Police Release of Sketch of 'Baby Justice' Buried in Park

The boy looks serious despite his bright red shirt and the picture of a monster truck on his chest.

Albuquerque, N.M., police hope that the composite sketch of the unidentified boy will trigger someone's memory and help police find who buried the child in the sand under the swing set in a city park.

"We've got high hopes it will trigger someone's memory of this child," said Officer John Walsh, an Albuquerque police spokesman.

"We have high, high hopes that that single tip's going to lead us to the family" who used Alvarado Park as a grave for a little boy.

Releasing the sketch was the latest effort to solve the mystery of the boy who has been dubbed "Baby Justice" and "Baby Angel."

On Tuesday, police released photos of the boy's sneakers and T-shirt, and Walsh said the 50 investigators assigned to the case have received about 100 tips so far.

The National Center for Missing and Exploited Children is helping the department, he said.

Albuquerque Police Officer Nadine Hamby told ABCNews.com that, based a preliminary, partial autopsy, the child was either 3 or 4 years old, weighed 38 pounds, was 38 inches tall, and was of either American Indian or Hispanic descent.

He had no visible scars and had quarter-inch length brown hair and brown eyes. Other than the tiny black Skechers sneakers, the little boy was wearing black jogging pants and a red T-shirt with a picture of a monster truck.

There are no children matching his description reported missing in the area, Hamby said, leading police to believe that whoever buried him in the sand is either his caretaker or otherwise close to him.
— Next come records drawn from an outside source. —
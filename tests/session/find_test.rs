// tests/session/find_test.rs
#[path = "../common/mod.rs"]
mod common;

use common::{params, MemoryConnector, ScriptedStrategy};
use object_explorer::backend::{FindNodesRequest, TemplatePathGenerator};
use object_explorer::config::FindSettings;
use object_explorer::expansion::{FolderStrategy, StrategyRegistry};
use object_explorer::session::SessionRegistry;
use object_explorer::tree::{ChildDescriptor, NodeKind, ObjectMetadata};

fn table(schema: &str, name: &str) -> ChildDescriptor {
    ChildDescriptor::object(
        NodeKind::Table,
        ObjectMetadata::new("Table", name).with_schema(schema),
    )
}

fn column(name: &str) -> ChildDescriptor {
    ChildDescriptor::new(NodeKind::Column, name)
}

struct Fixture {
    registry: SessionRegistry<MemoryConnector>,
    session_id: String,
    user_databases: ScriptedStrategy,
}

/// A server with one user database and one system database:
///
/// ```text
/// srv
/// └─ Databases
///    ├─ System Databases ─ master ─ Tables ─ System Tables ─ sys.objects
///    └─ sales ─ Tables ─ dbo.orders ─ Columns ─ id
/// ```
async fn fixture() -> Fixture {
    let user_databases = ScriptedStrategy::new("databases", NodeKind::DatabasesFolder)
        .child(ChildDescriptor::new(NodeKind::Database, "sales"));
    let strategies = StrategyRegistry::new()
        .with(FolderStrategy::new(NodeKind::Server).folder(NodeKind::DatabasesFolder, 0))
        .with(
            FolderStrategy::new(NodeKind::DatabasesFolder)
                .system_folder(NodeKind::SystemDatabasesFolder, 0),
        )
        .with(user_databases.clone())
        .with(
            ScriptedStrategy::new("system_databases", NodeKind::SystemDatabasesFolder)
                .child(ChildDescriptor::new(NodeKind::Database, "master")),
        )
        .with(FolderStrategy::new(NodeKind::Database).folder(NodeKind::TablesFolder, 0))
        .with(
            FolderStrategy::new(NodeKind::TablesFolder)
                .system_folder(NodeKind::SystemTablesFolder, 0),
        )
        .with(ScriptedStrategy::new("tables", NodeKind::TablesFolder).child(table("dbo", "orders")))
        .with(
            ScriptedStrategy::new("system_tables", NodeKind::SystemTablesFolder)
                .child(table("sys", "objects")),
        )
        .with(FolderStrategy::new(NodeKind::Table).folder(NodeKind::ColumnsFolder, 0))
        .with(ScriptedStrategy::new("columns", NodeKind::ColumnsFolder).child(column("id")));

    let registry = SessionRegistry::builder(MemoryConnector::new())
        .strategies(strategies)
        .build();
    let created = registry.create_session(params()).await.unwrap();

    Fixture {
        registry,
        session_id: created.session_id,
        user_databases,
    }
}

#[tokio::test]
async fn test_find_system_table_matches_once() {
    let f = fixture().await;
    let request = FindNodesRequest::new(&f.session_id, "Table")
        .with_database("master")
        .with_schema("sys")
        .with_name("objects");

    let found = f.registry.find_nodes(&request).await;

    assert_eq!(found.len(), 1);
    assert_eq!(
        found[0].node_path,
        "srv/Databases/System Databases/master/Tables/System Tables/sys.objects"
    );
    assert_eq!(found[0].node_type, "Table");
    // The user database list was needed to rule out the other candidates,
    // but the user database itself never was.
    assert_eq!(f.user_databases.stats.calls(), 1);
}

#[tokio::test]
async fn test_find_user_table_and_column() {
    let f = fixture().await;

    let tables = f
        .registry
        .find_nodes(
            &FindNodesRequest::new(&f.session_id, "table")
                .with_database("sales")
                .with_schema("dbo")
                .with_name("orders"),
        )
        .await;
    assert_eq!(tables.len(), 1);
    assert_eq!(tables[0].node_path, "srv/Databases/sales/Tables/dbo.orders");

    let columns = f
        .registry
        .find_nodes(
            &FindNodesRequest::new(&f.session_id, "Column")
                .with_database("sales")
                .with_schema("dbo")
                .with_parent("orders")
                .with_name("id"),
        )
        .await;
    assert_eq!(columns.len(), 1);
    assert_eq!(
        columns[0].node_path,
        "srv/Databases/sales/Tables/dbo.orders/Columns/id"
    );
    assert!(columns[0].is_leaf);
}

#[tokio::test]
async fn test_find_populated_nodes_are_expandable() {
    let f = fixture().await;
    f.registry
        .find_nodes(&FindNodesRequest::new(&f.session_id, "Database").with_database("sales"))
        .await;

    // find populated the ancestors, so the path is now addressable.
    let response = f
        .registry
        .expand(&f.session_id, "srv/Databases/sales", false)
        .await;
    assert_eq!(response.nodes.len(), 1);
    assert_eq!(response.nodes[0].label, "Tables");
}

#[tokio::test]
async fn test_find_nothing() {
    let f = fixture().await;

    let unknown_kind = FindNodesRequest::new(&f.session_id, "StoredProcedure").with_name("x");
    assert!(f.registry.find_nodes(&unknown_kind).await.is_empty());

    let unknown_session = FindNodesRequest::new("no-such-session", "Table")
        .with_database("sales")
        .with_schema("dbo")
        .with_name("orders");
    assert!(f.registry.find_nodes(&unknown_session).await.is_empty());

    let missing = FindNodesRequest::new(&f.session_id, "Table")
        .with_database("sales")
        .with_schema("dbo")
        .with_name("missing");
    assert!(f.registry.find_nodes(&missing).await.is_empty());

    // No database given, so no template can be rendered.
    let underspecified = FindNodesRequest::new(&f.session_id, "Table").with_name("orders");
    assert!(f.registry.find_nodes(&underspecified).await.is_empty());
}

#[tokio::test]
async fn test_configured_templates_replace_defaults() {
    let settings = FindSettings {
        templates: [(
            "table".to_string(),
            vec!["Databases/{database}/Tables/{object}".to_string()],
        )]
        .into_iter()
        .collect(),
        replace_defaults: true,
    };

    let strategies = StrategyRegistry::new()
        .with(FolderStrategy::new(NodeKind::Server).folder(NodeKind::DatabasesFolder, 0))
        .with(
            ScriptedStrategy::new("databases", NodeKind::DatabasesFolder)
                .child(ChildDescriptor::new(NodeKind::Database, "sales")),
        )
        .with(FolderStrategy::new(NodeKind::Database).folder(NodeKind::TablesFolder, 0))
        .with(ScriptedStrategy::new("tables", NodeKind::TablesFolder).child(table("dbo", "orders")));
    let registry = SessionRegistry::builder(MemoryConnector::new())
        .strategies(strategies)
        .candidates(TemplatePathGenerator::from_settings(&settings))
        .build();
    let created = registry.create_session(params()).await.unwrap();

    let views = registry
        .find_nodes(
            &FindNodesRequest::new(&created.session_id, "View")
                .with_database("sales")
                .with_name("v"),
        )
        .await;
    assert!(views.is_empty());

    let tables = registry
        .find_nodes(
            &FindNodesRequest::new(&created.session_id, "Table")
                .with_database("sales")
                .with_schema("dbo")
                .with_name("orders"),
        )
        .await;
    assert_eq!(tables.len(), 1);
}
Hamby said a local mother -- whose name has not yet been released -- was at Alvarado Park with her two children. As one of her children was playing on the swings, the back-and-forth motion disturbed the sand underneath, revealing a tiny black Skecher sneaker with gray and lime-green designs on it.

Hamby said the woman grabbed the sneaker to move it out of the way, figuring another child had left it behind, "and sees that it's connected to a leg -- at least an ankle."

Hamby said the mother dropped the foot and called police, who unearthed the rest of the body. The medical examiner, she said, determined the boy had been underneath the playground for no more than 48 hours.

Grieving for 'Baby Justice'

Hamby said police have no reason to believe the boy is not from the Albuquerque area but are keeping all options open until they hit on a lead that will help identify him.

Hamby said police are checking every possible place the child could have come from, including day care centers and nurseries.

"We went to the homeless shelters just to rule out people who were traveling through," she said, adding that all known sex offenders have been accounted for.

The National Center for Missing and Exploited Children ran a search of all missing children nationwide, Hamby said, and none matched their little boy's description.

At the playground, a makeshift memorial with flowers, toys and balloons has been growing as parents gather to talk about the mystery.